This article discusses whether, and in what circumstances, NFTs might be found to be a “security” under federal securities laws. We identify key factors that might inform that analysis, as well as possible next steps for the regulation of NFTs by the Securities and Exchange Commission and other securities regulators such as the Financial Industry Regulatory Authority (FINRA) and state Attorneys General.
This article is the second in a multi-part series exploring the legal and regulatory implications surrounding the issuance, purchasing, and trading of NFTs. The first article, which addressed the current state of play, potential risks, and likely regulatory developments relating to the treatment of NFTs by federal anti-money laundering laws, is available here.
What are NFTs, AGAIN? (A QUICK REMINDER)
NFTs are digital assets encoded on a blockchain that represent control of a unique asset or set of rights. NFTs are “minted” by issuers or creators and are purchased through online exchanges or marketplaces.
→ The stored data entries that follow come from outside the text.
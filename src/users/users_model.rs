use diesel::prelude::*;
use serde::{Deserialize, Serialize};

#[derive(
    Queryable,
    Identifiable,
    Insertable,
    AsChangeset,
    Selectable,
    PartialEq,
    Serialize,
    Deserialize,
    Debug,
    Clone,
)]
#[diesel(table_name = crate::schema::users)]
#[diesel(check_for_backend(diesel::sqlite::Sqlite))]
#[serde(rename_all = "camelCase")]
pub struct User {
    pub id: String,
    pub name: String,
    pub email: String,
    #[serde(default)]
    pub created_at: Option<String>,
    #[serde(default)]
    pub updated_at: Option<String>,
}
use crate::db::{get_connection, DbPool, WriteHandle};
use crate::errors::Result;
use crate::schema::transactions;
use crate::transactions::transactions_model::Transaction;
use crate::transactions::transactions_traits::TransactionRepositoryTrait;
use async_trait::async_trait;
use diesel::prelude::*;
use diesel::SqliteConnection;
use std::sync::Arc;

pub struct TransactionRepository {
    pool: Arc<DbPool>,
    writer: WriteHandle,
}

impl TransactionRepository {
    pub fn new(pool: Arc<DbPool>, writer: WriteHandle) -> Self {
        TransactionRepository { pool, writer }
    }
}

#[async_trait]
impl TransactionRepositoryTrait for TransactionRepository {
    fn get_all_transactions(&self) -> Result<Vec<Transaction>> {
        let mut conn = get_connection(&self.pool)?;
        Ok(transactions::table
            .order(transactions::date.desc())
            .load::<Transaction>(&mut conn)?)
    }

    fn get_transaction_by_id(&self, id: &str) -> Result<Option<Transaction>> {
        let mut conn = get_connection(&self.pool)?;
        Ok(transactions::table
            .find(id)
            .first::<Transaction>(&mut conn)
            .optional()?)
    }

    fn get_transactions_in_month(&self, month: i32, year: i32) -> Result<Vec<Transaction>> {
        let mut conn = get_connection(&self.pool)?;
        let prefix = format!("{:04}-{:02}%", year, month);
        Ok(transactions::table
            .filter(transactions::date.like(prefix))
            .order(transactions::date.desc())
            .load::<Transaction>(&mut conn)?)
    }

    async fn upsert_transaction(&self, transaction: Transaction) -> Result<Transaction> {
        self.writer
            .exec(move |conn: &mut SqliteConnection| -> Result<Transaction> {
                diesel::replace_into(transactions::table)
                    .values(&transaction)
                    .execute(conn)?;
                Ok(transactions::table
                    .find(&transaction.id)
                    .first::<Transaction>(conn)?)
            })
            .await
    }

    async fn upsert_transactions(&self, items: Vec<Transaction>) -> Result<usize> {
        self.writer
            .exec(move |conn: &mut SqliteConnection| -> Result<usize> {
                let mut affected = 0;
                for transaction in &items {
                    affected += diesel::replace_into(transactions::table)
                        .values(transaction)
                        .execute(conn)?;
                }
                Ok(affected)
            })
            .await
    }

    async fn delete_transaction(&self, id: &str) -> Result<usize> {
        let id_owned = id.to_string();
        self.writer
            .exec(move |conn: &mut SqliteConnection| -> Result<usize> {
                Ok(diesel::delete(transactions::table.find(id_owned)).execute(conn)?)
            })
            .await
    }
}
At the time of this writing, the overwhelming majority of NFT transactions were purchased with cryptocurrency.
NFTs are not, however, limited to the digital space. They “can also represent any type of physical asset, acting as a kind of ‘digital twin’ to anything existing in the real world and enabling the ownership and exchange of physical possessions within digital marketplaces.” One key characteristic of NFTs is provable control. Given the reliability of blockchain technology and decentralized ledgers, an NFT holder can be confident that his or her control of the underlying asset(s) is secure. NFTs can also be accompanied by “smart contracts,” which allow the seller to place conditions on the token-holder’s rights, such as royalty payments to the original NFT creator. The conditions of an NFT’s underlying smart contract are designed to be automatically enforced by the NFT’s code on the blockchain.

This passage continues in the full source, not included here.